#### Exercise details:
A single number is the answer here: the count of lines in the data below that include the word "left".
** Provided data follows **
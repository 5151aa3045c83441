//! Cox–de Boor basis function evaluation.
//!
//! Every routine works on one knot span and returns only the `degree + 1`
//! basis functions that are non-zero there. Zero-length knot intervals never
//! divide: a term whose denominator vanishes contributes 0.

use crate::error::{Result, SurfaceError};
use crate::knots::parameter_domain;
use tessera_math::Tolerance;

/// Non-zero basis values (and first derivatives) at one parameter.
#[derive(Debug, Clone, PartialEq)]
pub struct BasisSample {
    /// Knot span index `s` with `U[s] <= t < U[s+1]`; the values cover control
    /// points `s - degree ..= s`.
    pub span: usize,
    /// `N[s-degree..=s]` at `t`.
    pub values: Vec<f64>,
    /// `N'[s-degree..=s]` at `t`.
    pub derivatives: Vec<f64>,
}

/// Find the knot span index for parameter `t`.
///
/// `n` is the index of the last control point. Returns `i` such that
/// `knots[i] <= t < knots[i+1]`, clamped to `degree..=n`; a `t` at the end of
/// the domain maps to the last non-empty span.
pub fn find_span(knots: &[f64], n: usize, degree: usize, t: f64) -> usize {
    if t >= knots[n + 1] {
        // Step back over trailing zero-length spans so the span is non-empty.
        let mut span = n;
        while span > degree && knots[span] >= knots[n + 1] {
            span -= 1;
        }
        return span;
    }
    if t <= knots[degree] {
        let mut span = degree;
        while span < n && knots[span + 1] <= knots[degree] {
            span += 1;
        }
        return span;
    }
    let mut low = degree;
    let mut high = n + 1;
    let mut mid = (low + high) / 2;
    while t < knots[mid] || t >= knots[mid + 1] {
        if t < knots[mid] {
            high = mid;
        } else {
            low = mid;
        }
        mid = (low + high) / 2;
    }
    mid
}

/// Compute the `degree + 1` non-zero basis function values at `t`.
pub fn basis_functions(knots: &[f64], span: usize, degree: usize, t: f64) -> Vec<f64> {
    let tol = Tolerance::DEFAULT;
    let mut n = vec![0.0; degree + 1];
    let mut left = vec![0.0; degree + 1];
    let mut right = vec![0.0; degree + 1];
    n[0] = 1.0;

    for j in 1..=degree {
        left[j] = t - knots[span + 1 - j];
        right[j] = knots[span + j] - t;
        let mut saved = 0.0;
        for r in 0..j {
            let denom = right[r + 1] + left[j - r];
            let temp = if tol.is_zero_span(denom) {
                0.0
            } else {
                n[r] / denom
            };
            n[r] = saved + right[r + 1] * temp;
            saved = left[j - r] * temp;
        }
        n[j] = saved;
    }

    n
}

/// Compute the first derivatives of the `degree + 1` non-zero basis
/// functions at `t`, on the same span as [`basis_functions`].
///
/// Uses `N'(i,p) = p/(U[i+p]-U[i]) N(i,p-1) - p/(U[i+p+1]-U[i+1]) N(i+1,p-1)`
/// with the degree `p-1` values taken from the same span.
pub fn basis_derivatives(knots: &[f64], span: usize, degree: usize, t: f64) -> Vec<f64> {
    let mut ders = vec![0.0; degree + 1];
    if degree == 0 {
        return ders;
    }
    let tol = Tolerance::DEFAULT;
    let p = degree as f64;
    // lower[k] = N(span - (degree - 1) + k, degree - 1)
    let lower = basis_functions(knots, span, degree - 1, t);

    for (j, d) in ders.iter_mut().enumerate() {
        let i = span - degree + j;
        let mut value = 0.0;
        if j >= 1 {
            let denom = knots[i + degree] - knots[i];
            if !tol.is_zero_span(denom) {
                value += p * lower[j - 1] / denom;
            }
        }
        if j < degree {
            let denom = knots[i + degree + 1] - knots[i + 1];
            if !tol.is_zero_span(denom) {
                value -= p * lower[j] / denom;
            }
        }
        *d = value;
    }
    ders
}

fn check_structure(knots: &[f64], dimension: usize, degree: usize) -> Result<()> {
    if dimension <= degree || knots.len() != dimension + degree + 1 {
        return Err(SurfaceError::MalformedControlNet(format!(
            "{} knots cannot serve {} control points at degree {}",
            knots.len(),
            dimension,
            degree
        )));
    }
    Ok(())
}

fn sample_at(knots: &[f64], dimension: usize, degree: usize, t: f64) -> BasisSample {
    let span = find_span(knots, dimension - 1, degree, t);
    BasisSample {
        span,
        values: basis_functions(knots, span, degree, t),
        derivatives: basis_derivatives(knots, span, degree, t),
    }
}

/// Evaluate basis values and derivatives at `t` for a knot vector serving
/// `dimension` control points.
///
/// Fails with [`SurfaceError::InvalidParameterDomain`] when `t` lies outside
/// `[U[degree], U[dimension]]`.
pub fn evaluate_basis(knots: &[f64], dimension: usize, degree: usize, t: f64) -> Result<BasisSample> {
    check_structure(knots, dimension, degree)?;
    let (min, max) = parameter_domain(knots, dimension, degree);
    if !(min..=max).contains(&t) {
        return Err(SurfaceError::InvalidParameterDomain { t, min, max });
    }
    Ok(sample_at(knots, dimension, degree, t))
}

/// Like [`evaluate_basis`], but clamps `t` to the knot domain instead of
/// failing on it. Non-finite parameters clamp to the start of the domain.
pub fn evaluate_basis_clamped(
    knots: &[f64],
    dimension: usize,
    degree: usize,
    t: f64,
) -> Result<BasisSample> {
    match evaluate_basis(knots, dimension, degree, t) {
        Err(SurfaceError::InvalidParameterDomain { min, max, .. }) => {
            let t = if t.is_nan() { min } else { t.clamp(min, max) };
            Ok(sample_at(knots, dimension, degree, t))
        }
        other => other,
    }
}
** End of Provided data **
#### Problem solution:
4